Stored data
+ + + + +

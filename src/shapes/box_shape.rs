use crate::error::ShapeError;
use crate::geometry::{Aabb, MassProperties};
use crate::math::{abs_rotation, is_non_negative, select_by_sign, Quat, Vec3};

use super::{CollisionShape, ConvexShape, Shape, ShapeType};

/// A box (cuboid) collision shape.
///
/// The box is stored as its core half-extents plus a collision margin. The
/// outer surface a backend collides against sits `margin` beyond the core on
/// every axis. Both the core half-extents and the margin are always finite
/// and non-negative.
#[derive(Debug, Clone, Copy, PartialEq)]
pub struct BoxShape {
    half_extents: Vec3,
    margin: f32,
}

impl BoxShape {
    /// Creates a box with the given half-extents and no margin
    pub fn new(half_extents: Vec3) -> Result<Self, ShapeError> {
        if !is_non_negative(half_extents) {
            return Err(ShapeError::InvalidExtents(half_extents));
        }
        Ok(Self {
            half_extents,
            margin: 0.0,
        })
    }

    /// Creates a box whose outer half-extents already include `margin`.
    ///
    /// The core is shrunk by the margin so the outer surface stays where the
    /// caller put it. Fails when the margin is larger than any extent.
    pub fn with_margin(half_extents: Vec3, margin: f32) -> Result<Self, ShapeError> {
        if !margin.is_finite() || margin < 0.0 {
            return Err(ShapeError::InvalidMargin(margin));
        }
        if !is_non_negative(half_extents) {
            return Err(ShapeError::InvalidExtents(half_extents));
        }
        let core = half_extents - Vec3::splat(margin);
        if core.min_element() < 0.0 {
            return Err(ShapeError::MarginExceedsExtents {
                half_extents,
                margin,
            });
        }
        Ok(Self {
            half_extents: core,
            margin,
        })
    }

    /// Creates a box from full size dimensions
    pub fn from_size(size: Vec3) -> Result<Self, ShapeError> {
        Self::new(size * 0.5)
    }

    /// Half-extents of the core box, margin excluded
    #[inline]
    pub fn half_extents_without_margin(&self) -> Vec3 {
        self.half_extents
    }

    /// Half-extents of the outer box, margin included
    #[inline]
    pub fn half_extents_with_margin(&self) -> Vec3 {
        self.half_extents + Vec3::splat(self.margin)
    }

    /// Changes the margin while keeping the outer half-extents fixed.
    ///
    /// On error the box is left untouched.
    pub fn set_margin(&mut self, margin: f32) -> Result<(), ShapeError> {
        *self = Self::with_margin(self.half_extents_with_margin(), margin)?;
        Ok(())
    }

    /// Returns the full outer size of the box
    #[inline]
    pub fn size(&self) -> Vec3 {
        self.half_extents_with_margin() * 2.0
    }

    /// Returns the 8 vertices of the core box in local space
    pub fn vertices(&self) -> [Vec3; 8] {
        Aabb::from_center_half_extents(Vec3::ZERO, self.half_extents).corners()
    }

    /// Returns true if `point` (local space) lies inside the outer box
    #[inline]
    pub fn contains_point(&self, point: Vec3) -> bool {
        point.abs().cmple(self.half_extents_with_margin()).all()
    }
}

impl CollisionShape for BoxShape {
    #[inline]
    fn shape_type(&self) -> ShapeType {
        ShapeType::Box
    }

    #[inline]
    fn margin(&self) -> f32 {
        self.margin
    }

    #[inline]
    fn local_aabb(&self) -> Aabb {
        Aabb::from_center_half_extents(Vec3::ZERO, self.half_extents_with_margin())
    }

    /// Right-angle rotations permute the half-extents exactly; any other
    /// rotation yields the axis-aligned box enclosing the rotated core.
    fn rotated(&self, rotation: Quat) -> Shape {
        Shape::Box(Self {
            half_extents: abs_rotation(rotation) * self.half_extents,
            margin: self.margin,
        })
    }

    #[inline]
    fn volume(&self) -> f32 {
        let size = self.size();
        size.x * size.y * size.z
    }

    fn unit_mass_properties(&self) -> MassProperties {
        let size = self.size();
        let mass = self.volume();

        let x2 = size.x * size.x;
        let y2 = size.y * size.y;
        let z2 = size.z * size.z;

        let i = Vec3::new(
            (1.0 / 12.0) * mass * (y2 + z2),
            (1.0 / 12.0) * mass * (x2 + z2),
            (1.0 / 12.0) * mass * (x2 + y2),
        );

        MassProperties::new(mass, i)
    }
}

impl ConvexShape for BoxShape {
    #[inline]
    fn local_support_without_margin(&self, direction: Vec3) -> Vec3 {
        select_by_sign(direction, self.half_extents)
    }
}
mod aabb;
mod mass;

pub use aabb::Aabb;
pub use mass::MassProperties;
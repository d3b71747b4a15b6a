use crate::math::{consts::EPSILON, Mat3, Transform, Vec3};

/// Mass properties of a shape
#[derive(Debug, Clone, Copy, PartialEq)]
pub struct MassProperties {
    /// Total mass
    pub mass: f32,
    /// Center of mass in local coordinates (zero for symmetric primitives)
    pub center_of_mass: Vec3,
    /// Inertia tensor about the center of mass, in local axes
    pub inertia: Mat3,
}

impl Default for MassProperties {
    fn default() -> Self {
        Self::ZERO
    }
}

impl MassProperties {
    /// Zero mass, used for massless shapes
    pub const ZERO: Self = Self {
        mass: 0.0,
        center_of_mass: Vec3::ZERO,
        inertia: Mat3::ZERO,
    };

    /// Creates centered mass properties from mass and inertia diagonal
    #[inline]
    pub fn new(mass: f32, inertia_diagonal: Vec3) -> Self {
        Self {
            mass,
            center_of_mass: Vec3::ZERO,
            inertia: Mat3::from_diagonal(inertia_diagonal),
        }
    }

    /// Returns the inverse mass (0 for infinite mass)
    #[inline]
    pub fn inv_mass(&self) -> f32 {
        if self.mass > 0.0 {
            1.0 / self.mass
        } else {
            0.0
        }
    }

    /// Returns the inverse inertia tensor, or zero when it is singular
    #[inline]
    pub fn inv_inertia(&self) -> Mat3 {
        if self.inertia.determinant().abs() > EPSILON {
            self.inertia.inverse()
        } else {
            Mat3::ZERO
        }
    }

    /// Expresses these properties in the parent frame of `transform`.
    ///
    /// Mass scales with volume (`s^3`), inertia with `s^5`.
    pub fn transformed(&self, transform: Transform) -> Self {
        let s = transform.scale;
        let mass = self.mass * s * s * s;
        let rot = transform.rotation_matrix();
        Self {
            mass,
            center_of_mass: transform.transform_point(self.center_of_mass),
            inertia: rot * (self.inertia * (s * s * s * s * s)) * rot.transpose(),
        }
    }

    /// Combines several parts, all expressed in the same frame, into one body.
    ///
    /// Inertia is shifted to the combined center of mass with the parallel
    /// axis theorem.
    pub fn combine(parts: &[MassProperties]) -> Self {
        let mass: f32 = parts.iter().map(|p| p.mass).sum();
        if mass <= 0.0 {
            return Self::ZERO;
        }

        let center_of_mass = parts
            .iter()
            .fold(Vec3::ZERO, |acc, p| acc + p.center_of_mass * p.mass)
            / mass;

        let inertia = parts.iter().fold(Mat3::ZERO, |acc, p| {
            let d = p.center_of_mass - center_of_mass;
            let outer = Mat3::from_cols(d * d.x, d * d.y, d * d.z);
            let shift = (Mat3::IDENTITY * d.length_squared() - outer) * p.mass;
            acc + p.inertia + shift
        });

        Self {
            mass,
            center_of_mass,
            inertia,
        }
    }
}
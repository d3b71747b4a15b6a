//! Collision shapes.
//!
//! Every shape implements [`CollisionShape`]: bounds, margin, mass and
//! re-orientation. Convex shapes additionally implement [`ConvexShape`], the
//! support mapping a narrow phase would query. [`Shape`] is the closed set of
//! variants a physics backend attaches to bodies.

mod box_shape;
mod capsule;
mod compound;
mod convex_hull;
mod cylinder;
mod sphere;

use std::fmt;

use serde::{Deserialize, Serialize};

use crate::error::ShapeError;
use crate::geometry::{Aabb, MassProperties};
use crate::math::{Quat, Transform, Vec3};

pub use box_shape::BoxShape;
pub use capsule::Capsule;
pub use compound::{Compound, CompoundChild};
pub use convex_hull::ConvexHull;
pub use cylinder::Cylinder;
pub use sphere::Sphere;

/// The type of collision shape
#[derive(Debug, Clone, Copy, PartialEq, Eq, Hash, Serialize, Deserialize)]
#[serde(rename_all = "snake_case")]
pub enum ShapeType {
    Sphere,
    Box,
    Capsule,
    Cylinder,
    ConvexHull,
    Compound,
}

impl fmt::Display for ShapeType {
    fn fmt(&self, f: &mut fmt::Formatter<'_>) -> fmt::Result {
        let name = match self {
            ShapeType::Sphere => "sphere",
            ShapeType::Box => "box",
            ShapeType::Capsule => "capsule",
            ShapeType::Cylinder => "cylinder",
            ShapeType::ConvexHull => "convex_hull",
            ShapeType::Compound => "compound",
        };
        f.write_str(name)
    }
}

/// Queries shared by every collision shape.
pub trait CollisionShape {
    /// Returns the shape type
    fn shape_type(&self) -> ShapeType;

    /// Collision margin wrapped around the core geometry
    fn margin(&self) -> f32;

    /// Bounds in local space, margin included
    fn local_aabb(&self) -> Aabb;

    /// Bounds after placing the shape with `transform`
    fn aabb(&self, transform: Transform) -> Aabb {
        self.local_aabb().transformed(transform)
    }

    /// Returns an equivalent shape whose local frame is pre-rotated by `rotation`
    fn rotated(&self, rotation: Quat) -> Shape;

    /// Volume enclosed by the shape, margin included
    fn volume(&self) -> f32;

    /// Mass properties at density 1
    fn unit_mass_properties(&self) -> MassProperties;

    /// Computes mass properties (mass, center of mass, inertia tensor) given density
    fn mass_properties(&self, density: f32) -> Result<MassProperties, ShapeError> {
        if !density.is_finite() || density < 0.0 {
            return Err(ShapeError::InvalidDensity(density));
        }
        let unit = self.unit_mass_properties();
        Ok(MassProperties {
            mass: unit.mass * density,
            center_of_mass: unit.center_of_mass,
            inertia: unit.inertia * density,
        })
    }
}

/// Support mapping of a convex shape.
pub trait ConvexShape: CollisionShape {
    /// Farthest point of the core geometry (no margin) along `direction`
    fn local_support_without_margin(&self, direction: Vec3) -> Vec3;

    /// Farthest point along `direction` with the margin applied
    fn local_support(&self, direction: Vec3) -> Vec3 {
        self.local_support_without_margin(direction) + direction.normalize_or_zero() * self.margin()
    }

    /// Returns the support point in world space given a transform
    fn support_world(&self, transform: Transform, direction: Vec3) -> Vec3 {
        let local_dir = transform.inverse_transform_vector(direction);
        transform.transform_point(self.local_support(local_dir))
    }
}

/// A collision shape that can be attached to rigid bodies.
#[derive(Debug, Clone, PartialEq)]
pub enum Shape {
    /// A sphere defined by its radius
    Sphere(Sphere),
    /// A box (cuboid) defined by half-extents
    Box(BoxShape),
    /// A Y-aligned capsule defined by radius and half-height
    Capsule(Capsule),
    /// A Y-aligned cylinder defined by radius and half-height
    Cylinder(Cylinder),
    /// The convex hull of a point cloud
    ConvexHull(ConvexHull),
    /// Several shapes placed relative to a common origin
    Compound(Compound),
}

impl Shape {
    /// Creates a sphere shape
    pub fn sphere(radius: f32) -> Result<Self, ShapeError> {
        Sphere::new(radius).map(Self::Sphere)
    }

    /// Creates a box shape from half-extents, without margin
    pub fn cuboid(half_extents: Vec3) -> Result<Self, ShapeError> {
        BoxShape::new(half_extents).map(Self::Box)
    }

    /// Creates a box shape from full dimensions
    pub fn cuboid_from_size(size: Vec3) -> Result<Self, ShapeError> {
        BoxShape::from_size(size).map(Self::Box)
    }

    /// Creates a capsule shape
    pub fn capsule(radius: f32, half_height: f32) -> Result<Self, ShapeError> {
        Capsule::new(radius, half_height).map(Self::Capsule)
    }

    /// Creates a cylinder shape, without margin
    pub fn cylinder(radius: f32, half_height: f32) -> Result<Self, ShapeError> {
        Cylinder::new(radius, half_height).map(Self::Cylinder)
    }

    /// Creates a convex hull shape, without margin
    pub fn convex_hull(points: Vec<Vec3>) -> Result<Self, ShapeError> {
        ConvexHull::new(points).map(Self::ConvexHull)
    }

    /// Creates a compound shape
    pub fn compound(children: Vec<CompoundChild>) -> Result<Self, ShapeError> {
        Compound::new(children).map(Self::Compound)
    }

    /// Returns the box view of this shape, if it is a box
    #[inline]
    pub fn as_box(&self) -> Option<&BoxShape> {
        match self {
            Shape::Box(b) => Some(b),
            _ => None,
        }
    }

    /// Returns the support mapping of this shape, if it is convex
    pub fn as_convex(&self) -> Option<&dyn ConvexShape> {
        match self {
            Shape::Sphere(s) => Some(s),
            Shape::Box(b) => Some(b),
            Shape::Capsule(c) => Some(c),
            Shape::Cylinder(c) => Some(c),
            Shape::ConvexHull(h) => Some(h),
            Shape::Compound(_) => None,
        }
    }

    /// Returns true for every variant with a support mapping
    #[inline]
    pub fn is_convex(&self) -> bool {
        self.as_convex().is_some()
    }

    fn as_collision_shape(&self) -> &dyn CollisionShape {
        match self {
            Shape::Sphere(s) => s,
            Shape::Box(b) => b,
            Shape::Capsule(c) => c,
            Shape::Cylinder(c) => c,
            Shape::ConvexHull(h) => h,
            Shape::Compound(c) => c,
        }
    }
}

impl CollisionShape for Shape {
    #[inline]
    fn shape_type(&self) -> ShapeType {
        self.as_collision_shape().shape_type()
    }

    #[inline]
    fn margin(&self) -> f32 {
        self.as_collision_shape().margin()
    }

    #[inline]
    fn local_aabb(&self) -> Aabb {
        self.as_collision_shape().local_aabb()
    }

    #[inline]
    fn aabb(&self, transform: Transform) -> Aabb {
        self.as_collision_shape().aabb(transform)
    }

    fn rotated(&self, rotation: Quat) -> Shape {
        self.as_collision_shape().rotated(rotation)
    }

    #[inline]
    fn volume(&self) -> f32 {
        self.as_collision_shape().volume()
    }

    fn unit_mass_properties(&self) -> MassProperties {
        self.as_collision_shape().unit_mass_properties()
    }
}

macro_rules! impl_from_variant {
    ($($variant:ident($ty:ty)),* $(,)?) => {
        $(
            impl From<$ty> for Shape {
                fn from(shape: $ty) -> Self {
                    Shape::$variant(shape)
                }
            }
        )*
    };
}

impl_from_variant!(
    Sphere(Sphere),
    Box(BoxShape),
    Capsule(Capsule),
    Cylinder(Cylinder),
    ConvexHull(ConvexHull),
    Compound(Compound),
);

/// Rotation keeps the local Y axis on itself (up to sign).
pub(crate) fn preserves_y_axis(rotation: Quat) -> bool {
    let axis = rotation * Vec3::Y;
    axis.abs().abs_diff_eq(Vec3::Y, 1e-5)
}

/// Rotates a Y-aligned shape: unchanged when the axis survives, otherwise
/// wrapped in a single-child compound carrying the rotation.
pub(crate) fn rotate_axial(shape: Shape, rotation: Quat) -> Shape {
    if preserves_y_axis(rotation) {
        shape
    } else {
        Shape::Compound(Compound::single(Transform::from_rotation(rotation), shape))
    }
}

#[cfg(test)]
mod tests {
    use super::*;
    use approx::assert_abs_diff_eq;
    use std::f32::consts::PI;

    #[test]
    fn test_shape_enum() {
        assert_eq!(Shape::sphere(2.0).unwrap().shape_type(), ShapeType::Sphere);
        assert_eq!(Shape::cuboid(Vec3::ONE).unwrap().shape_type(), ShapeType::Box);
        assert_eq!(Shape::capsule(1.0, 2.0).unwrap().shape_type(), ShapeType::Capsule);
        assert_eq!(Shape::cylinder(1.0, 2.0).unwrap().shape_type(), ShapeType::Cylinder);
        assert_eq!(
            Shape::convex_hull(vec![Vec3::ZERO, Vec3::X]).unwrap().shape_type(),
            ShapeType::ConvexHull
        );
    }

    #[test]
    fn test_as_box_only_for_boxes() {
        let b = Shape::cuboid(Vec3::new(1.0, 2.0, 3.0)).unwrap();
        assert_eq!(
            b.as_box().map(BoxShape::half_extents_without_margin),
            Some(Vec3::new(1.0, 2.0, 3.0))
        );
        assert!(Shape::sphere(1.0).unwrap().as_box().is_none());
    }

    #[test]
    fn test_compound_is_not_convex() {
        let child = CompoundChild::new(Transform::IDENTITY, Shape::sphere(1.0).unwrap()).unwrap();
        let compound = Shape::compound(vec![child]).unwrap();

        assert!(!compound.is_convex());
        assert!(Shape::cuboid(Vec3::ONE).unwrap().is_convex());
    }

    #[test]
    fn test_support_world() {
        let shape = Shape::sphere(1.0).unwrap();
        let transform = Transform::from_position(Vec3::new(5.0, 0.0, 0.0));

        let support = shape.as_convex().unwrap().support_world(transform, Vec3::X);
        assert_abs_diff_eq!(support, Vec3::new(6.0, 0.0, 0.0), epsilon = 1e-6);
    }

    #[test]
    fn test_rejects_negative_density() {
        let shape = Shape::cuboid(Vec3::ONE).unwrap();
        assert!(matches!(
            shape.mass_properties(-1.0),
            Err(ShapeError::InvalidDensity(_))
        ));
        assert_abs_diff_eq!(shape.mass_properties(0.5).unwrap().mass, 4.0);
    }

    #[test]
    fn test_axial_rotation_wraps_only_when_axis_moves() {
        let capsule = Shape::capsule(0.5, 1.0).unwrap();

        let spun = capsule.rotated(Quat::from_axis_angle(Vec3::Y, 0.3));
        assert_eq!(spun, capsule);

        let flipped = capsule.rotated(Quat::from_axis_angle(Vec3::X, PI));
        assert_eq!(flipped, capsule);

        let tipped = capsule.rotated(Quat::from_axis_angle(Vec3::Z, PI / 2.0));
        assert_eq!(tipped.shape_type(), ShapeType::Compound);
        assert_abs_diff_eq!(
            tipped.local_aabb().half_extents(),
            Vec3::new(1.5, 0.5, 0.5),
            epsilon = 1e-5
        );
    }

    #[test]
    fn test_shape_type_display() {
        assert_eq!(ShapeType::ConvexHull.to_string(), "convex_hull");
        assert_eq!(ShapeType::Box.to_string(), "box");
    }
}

+ + + + +

## Assignment
In the entries above, how many lines hold "ConvexShape"? Answer with the number alone.

## Exercise solution
5